STEVE INSKEEP, HOST:
You're almost to the weekend. It's MORNING EDITION from NPR News. I'm Steve Inskeep.
RENEE MONTAGNE, HOST:
And I'm Renee Montagne. This Sunday will be the fifth anniversary of the collapse of Lehman Brothers, which was at the time one of the nation's leading banking institutions. That big bank failure triggered a global financial crisis and led to the Great Recession. To talk about how the economy is doing now, five years later, we turn to David Wessel. He's economics editor of The Wall Street Journal. Good morning.
DAVID WESSEL: Good morning, Renee.
MONTAGNE: Well, why don't we start, David, with the job market? Which is not doing so well, is it?

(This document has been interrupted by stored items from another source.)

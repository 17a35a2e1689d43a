//! # API Request/Response Types
//!
//! This module defines the JSON structures for the HTTP API.
//! Every field is camelCase on the wire.

use chrono::{DateTime, Utc};
use featuredesk_core::Feature;
use serde::{Deserialize, Serialize};

// =============================================================================
// RESPONSE ENVELOPE
// =============================================================================

/// Uniform wrapper around every JSON response.
///
/// `data` is omitted when there is nothing to return; `errors` is omitted
/// unless a failure has per-item detail.
#[derive(Debug, Clone, PartialEq, Serialize, Deserialize)]
#[serde(rename_all = "camelCase")]
pub struct ApiResponse<T> {
    pub success: bool,
    pub message: String,
    #[serde(skip_serializing_if = "Option::is_none")]
    pub data: Option<T>,
    #[serde(skip_serializing_if = "Option::is_none")]
    pub errors: Option<Vec<String>>,
}

impl<T> ApiResponse<T> {
    /// Successful response carrying `data`.
    pub fn success(message: impl Into<String>, data: T) -> Self {
        Self {
            success: true,
            message: message.into(),
            data: Some(data),
            errors: None,
        }
    }
}

impl ApiResponse<()> {
    /// Successful response with no payload.
    pub fn acknowledged(message: impl Into<String>) -> Self {
        Self {
            success: true,
            message: message.into(),
            data: None,
            errors: None,
        }
    }

    /// Failed response, optionally listing detail messages.
    pub fn failure(message: impl Into<String>, errors: Option<Vec<String>>) -> Self {
        Self {
            success: false,
            message: message.into(),
            data: None,
            errors,
        }
    }
}

// =============================================================================
// FEATURE RESPONSE
// =============================================================================

/// A feature as returned over HTTP. Timestamps are RFC 3339.
#[derive(Debug, Clone, PartialEq, Eq, Serialize, Deserialize)]
#[serde(rename_all = "camelCase")]
pub struct FeatureResponse {
    pub id: i64,
    pub name: String,
    pub description: String,
    pub status: String,
    pub category: String,
    pub icon: String,
    pub last_updated: DateTime<Utc>,
    pub usage_count: i64,
    pub success_rate: i64,
    pub error_count: i64,
    pub last_used: Option<DateTime<Utc>>,
}

impl From<Feature> for FeatureResponse {
    fn from(feature: Feature) -> Self {
        Self {
            id: feature.id.value(),
            name: feature.name,
            description: feature.description,
            status: feature.status,
            category: feature.category,
            icon: feature.icon,
            last_updated: feature.last_updated,
            usage_count: feature.usage_count,
            success_rate: feature.success_rate,
            error_count: feature.error_count,
            last_used: feature.last_used,
        }
    }
}

// =============================================================================
// HEALTH RESPONSE
// =============================================================================

/// Health check response.
#[derive(Debug, Clone, PartialEq, Eq, Serialize, Deserialize)]
#[serde(rename_all = "camelCase")]
pub struct HealthResponse {
    pub status: String,
    pub timestamp: DateTime<Utc>,
    pub name: String,
    pub version: String,
}

impl HealthResponse {
    /// A healthy response stamped with `timestamp`.
    pub fn healthy(
        name: impl Into<String>,
        version: impl Into<String>,
        timestamp: DateTime<Utc>,
    ) -> Self {
        Self {
            status: "Healthy".to_string(),
            timestamp,
            name: name.into(),
            version: version.into(),
        }
    }
}
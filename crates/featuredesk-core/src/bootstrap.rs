//! # Database Bootstrap
//!
//! Runs once at startup: creates the `Features` table when missing and, if
//! the table is empty, inserts the example features below. Safe to run on
//! every start; an already-populated table is left alone.
//!
//! Any error here is meant to stop the process before it serves requests.

use crate::storage::SqliteFeatureStore;
use crate::store::{FeatureStore, StoreResult};
use crate::NewFeature;
use crate::primitives::FEATURES_TABLE;
use chrono::{DateTime, Duration, Utc};
use mockable::Clock;

/// Create the schema and seed an empty table.
///
/// Returns the number of seed rows inserted (0 when data already existed).
pub async fn initialize(
    store: &SqliteFeatureStore,
    clock: &(dyn Clock + Send + Sync),
) -> StoreResult<usize> {
    store.ensure_schema().await?;
    seed_if_empty(store, clock).await
}

/// Insert the seed features when the store holds none.
pub async fn seed_if_empty(
    store: &dyn FeatureStore,
    clock: &(dyn Clock + Send + Sync),
) -> StoreResult<usize> {
    let existing = store.count().await?;
    if existing > 0 {
        tracing::info!(feature_count = existing, "Database already contains features");
        return Ok(0);
    }

    let features = seed_features(clock.utc());
    for feature in &features {
        store.create(feature).await?;
    }

    tracing::info!(
        table = FEATURES_TABLE,
        seeded = features.len(),
        "Database seeded with initial data"
    );
    Ok(features.len())
}

/// The fixed example features, with timestamps relative to `now`.
#[must_use]
pub fn seed_features(now: DateTime<Utc>) -> Vec<NewFeature> {
    vec![
        NewFeature {
            name: "AdBlock".to_string(),
            description: "# Ad Block Feature\n\n**Blocks unwanted advertisements** and tracking scripts from loading on your system.\n\n## Features\n- *Real-time filtering*\n- `Custom filter lists`\n- **Performance optimized**\n\n> Provides enhanced privacy and faster browsing experience.".to_string(),
            status: "Active".to_string(),
            category: "Security".to_string(),
            icon: "mdi mdi-shield-check mdi-24px text-blue-500".to_string(),
            last_updated: now - Duration::days(10),
            usage_count: 15420,
            success_rate: 98,
            error_count: 12,
            last_used: Some(now - Duration::hours(2)),
        },
        NewFeature {
            name: "DevTools".to_string(),
            description: "# Developer Tools\n\nEssential **debugging utilities** and development aids.\n\n## Available Tools\n1. *Code Inspector*\n2. `Console Logger`\n3. **Performance Monitor**\n4. Network Analyzer\n\nSupports multiple programming languages and frameworks.".to_string(),
            status: "Active".to_string(),
            category: "Development".to_string(),
            icon: "mdi mdi-tools mdi-24px text-green-500".to_string(),
            last_updated: now - Duration::days(13),
            usage_count: 8920,
            success_rate: 95,
            error_count: 45,
            last_used: Some(now - Duration::hours(1)),
        },
        NewFeature {
            name: "Database".to_string(),
            description: "# Database Management\n\n**Comprehensive database administration** and monitoring tools.\n\n## Capabilities\n- *Query Builder*\n- `Schema Management`\n- **Performance Tuning**\n- Backup & Recovery\n\n> Supports SQLite, MySQL, PostgreSQL, and MongoDB.".to_string(),
            status: "Active".to_string(),
            category: "Data".to_string(),
            icon: "mdi mdi-database mdi-24px text-purple-500".to_string(),
            last_updated: now - Duration::days(15),
            usage_count: 5670,
            success_rate: 99,
            error_count: 3,
            last_used: Some(now - Duration::minutes(30)),
        },
        NewFeature {
            name: "UserManagement".to_string(),
            description: "# User Management System\n\n**Complete user account management** with role-based access control.\n\n## Features\n- *User Registration*\n- `Role Assignment`\n- **Permission Management**\n- Audit Logging\n\nSupports LDAP integration and SSO authentication.".to_string(),
            status: "Active".to_string(),
            category: "Administration".to_string(),
            icon: "mdi mdi-account-group mdi-24px text-orange-500".to_string(),
            last_updated: now - Duration::days(17),
            usage_count: 12340,
            success_rate: 97,
            error_count: 23,
            last_used: Some(now - Duration::minutes(15)),
        },
        NewFeature {
            name: "Analytics".to_string(),
            description: "# Analytics Dashboard\n\n**Advanced system analytics** and reporting capabilities.\n\n## Metrics Tracked\n- *User Activity*\n- `System Performance`\n- **Error Rates**\n- Resource Usage\n\n> Real-time data visualization with customizable reports.".to_string(),
            status: "Pending".to_string(),
            category: "Reporting".to_string(),
            icon: "mdi mdi-chart-line mdi-24px text-red-500".to_string(),
            last_updated: now - Duration::days(20),
            usage_count: 0,
            success_rate: 0,
            error_count: 0,
            last_used: None,
        },
        NewFeature {
            name: "Backup".to_string(),
            description: "# Backup & Restore\n\n**Automated backup system** with data recovery capabilities.\n\n## Backup Types\n1. *Full System Backup*\n2. `Incremental Backup`\n3. **Differential Backup**\n4. File-level Backup\n\nSupports cloud storage integration and encryption.".to_string(),
            status: "Active".to_string(),
            category: "Data".to_string(),
            icon: "mdi mdi-cloud-upload mdi-24px text-indigo-500".to_string(),
            last_updated: now - Duration::days(5),
            usage_count: 3420,
            success_rate: 99,
            error_count: 5,
            last_used: Some(now - Duration::hours(6)),
        },
    ]
}
//! # Markdown Rendering
//!
//! Turns feature descriptions into HTML for display.
//!
//! Rendering is two-stage:
//! 1. `pulldown-cmark` with tables, strikethrough and footnotes. Raw HTML in
//!    the source is re-emitted as text, so it comes out escaped.
//! 2. An `ammonia` allow-list pass over the generated HTML.
//!
//! A [`MarkdownRenderer`] is built once and shared; it has no mutable state.

use ammonia::Builder;
use pulldown_cmark::{Event, Options, Parser, html};

/// Markdown-to-HTML renderer with a built-in sanitizer.
#[derive(Debug)]
pub struct MarkdownRenderer {
    options: Options,
    sanitizer: Builder<'static>,
}

impl Default for MarkdownRenderer {
    fn default() -> Self {
        Self::new()
    }
}

impl MarkdownRenderer {
    /// Build a renderer with the standard extension set.
    #[must_use]
    pub fn new() -> Self {
        let mut options = Options::empty();
        options.insert(Options::ENABLE_TABLES);
        options.insert(Options::ENABLE_STRIKETHROUGH);
        options.insert(Options::ENABLE_FOOTNOTES);

        let mut sanitizer = Builder::default();
        // Keep `language-*` classes on fenced code and leave links untouched.
        sanitizer
            .link_rel(None)
            .add_tag_attributes("code", &["class"]);

        Self { options, sanitizer }
    }

    /// Render Markdown to sanitized HTML. Blank input gives an empty string.
    #[must_use]
    pub fn render_to_html(&self, markdown: &str) -> String {
        if markdown.trim().is_empty() {
            return String::new();
        }

        let parser = Parser::new_ext(markdown, self.options).map(|event| match event {
            Event::Html(raw) | Event::InlineHtml(raw) => Event::Text(raw),
            other => other,
        });

        let mut rendered = String::with_capacity(markdown.len() * 3 / 2);
        html::push_html(&mut rendered, parser);

        self.sanitize_html(&rendered)
    }

    /// Strip everything outside the allow-list from `html`.
    /// Blank input gives an empty string.
    #[must_use]
    pub fn sanitize_html(&self, html: &str) -> String {
        if html.trim().is_empty() {
            return String::new();
        }
        self.sanitizer.clean(html).to_string()
    }
}
//! # Storage Backends
//!
//! Implementations of [`FeatureStore`](crate::FeatureStore):
//! - `SqliteFeatureStore`: the `Features` table through a sqlx pool
//! - `InMemoryFeatureStore`: a locked map, for tests and fakes

mod memory;
mod sqlite;

pub use memory::InMemoryFeatureStore;
pub use sqlite::SqliteFeatureStore;
// =============================================================================
// RATE LIMIT TESTS
// =============================================================================

#[tokio::test]
async fn test_rate_limit_exceeded_returns_envelope() {
    let _guard = lock_env();
    // SAFETY: Tests run sequentially under ENV_TEST_MUTEX, so no concurrent env access.
    unsafe { std::env::set_var(RATE_LIMIT_VAR, "1") };
    let server = build_server(false).await;

    server.get("/health").await.assert_status_ok();
    let response = server.get("/health").await;

    assert_eq!(response.status_code().as_u16(), 429);
    let body: Value = response.json();
    assert_eq!(body["success"], false);
}

// =============================================================================
// AUTHENTICATION MIDDLEWARE TESTS
// =============================================================================

/// Create a test server with authentication enabled.
/// Must be called while holding ENV_TEST_MUTEX.
async fn create_auth_test_server(api_key: &str) -> TestServer {
    // SAFETY: Tests run sequentially under ENV_TEST_MUTEX, so no concurrent env access.
    unsafe { std::env::set_var(API_KEY_VAR, api_key) };
    build_server(true).await
}

#[tokio::test]
async fn test_auth_valid_bearer_token() {
    let _guard = lock_env();
    let api_key = "test-secret-key-12345";
    let server = create_auth_test_server(api_key).await;

    let response = server
        .get("/features")
        .add_header(
            header::AUTHORIZATION,
            format!("Bearer {}", api_key)
                .parse::<HeaderValue>()
                .unwrap(),
        )
        .await;

    response.assert_status_ok();
    let body: ApiResponse<Vec<FeatureResponse>> = response.json();
    assert_eq!(body.data.unwrap().len(), 6);
}

#[tokio::test]
async fn test_auth_valid_raw_token() {
    let _guard = lock_env();
    let api_key = "test-raw-key-67890";
    let server = create_auth_test_server(api_key).await;

    let response = server
        .get("/features")
        .add_header(header::AUTHORIZATION, api_key.parse::<HeaderValue>().unwrap())
        .await;

    response.assert_status_ok();
}

#[tokio::test]
async fn test_auth_invalid_token_rejected() {
    let _guard = lock_env();
    let server = create_auth_test_server("correct-key").await;

    let response = server
        .get("/features")
        .add_header(
            header::AUTHORIZATION,
            "Bearer wrong-key".parse::<HeaderValue>().unwrap(),
        )
        .await;

    assert_eq!(
        response.status_code().as_u16(),
        401,
        "Invalid token should return 401 Unauthorized"
    );
    let body: Value = response.json();
    assert_eq!(body["success"], false);
    assert_eq!(body["message"], "Unauthorized");
}

#[tokio::test]
async fn test_auth_missing_header_rejected() {
    let _guard = lock_env();
    let server = create_auth_test_server("required-key").await;

    let response = server.post("/features").json(&create_body("Sneaky")).await;

    assert_eq!(response.status_code().as_u16(), 401);
}

#[tokio::test]
async fn test_auth_health_endpoint_bypasses_auth() {
    let _guard = lock_env();
    let server = create_auth_test_server("secret-key-for-bypass-test").await;

    let response = server.get("/health").await;

    response.assert_status_ok();
    let health: HealthResponse = response.json();
    assert_eq!(health.status, "Healthy");
}

#[tokio::test]
async fn test_auth_bearer_prefix_only_rejected() {
    let _guard = lock_env();
    let server = create_auth_test_server("actual-key").await;

    let response = server
        .get("/features")
        .add_header(
            header::AUTHORIZATION,
            "Bearer ".parse::<HeaderValue>().unwrap(),
        )
        .await;

    assert_eq!(response.status_code().as_u16(), 401);
}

WESSEL: No, it certainly isn't. The unemployment rate is at 7.3 percent. Now, that's down from the 10 percent peak that we saw at the worst of the crisis, but it's at a level that would have been considered a recession at any earlier time. And that number overstates the health of the job market because so many people aren't looking for work, so they're not counted as being unemployed.
Now, the economy is creating jobs. That's certainly better than the alternative, but we have about two million fewer jobs than we did before the crisis - and the population has grown a bit since then. Economists say that it will probably be 2017 before we get back to what they consider full employment. And in part because there are so many workers looking for jobs, wages have been essentially flat, barely keeping up with inflation.
MONTAGNE: And that can't be good for the typical American household.
WESSEL: That's right. So if you adjust for inflation, the latest estimates are that the income of the household at the statistical middle of the middle class is five percent below where it was in September 2008. Now, thanks to rising stock prices, rising home prices, the collective wealth of American households has recovered but it's still not back to where it was.
Housing prices fell about 30 percent from the peak. Now they're beginning to rise again but they're nowhere near where they were. The good news is that households have shed a lot of their debt - some by paying it off, the old fashioned way of getting rid of it, some by walking away from it. So in that respect many people are in better financial health than they were five years ago.
And that's maybe why they say they feel better in consumer sentiment surveys and why auto sales have been particularly strong.
MONTAGNE: We also just mentioned the stock market. We have seen quite a contrast there during this time.
WESSEL: We certainly have. The Dow Jones Industrial Average went from a peak of about 14,000 in 2007 all the way down to 6,600 in 2009. Now it's recovered all that last ground and then some. It's above 15,300 yesterday. Now, it's been helped by a couple of things. One is that the fears that we're going to have another Great Depression have dissipated.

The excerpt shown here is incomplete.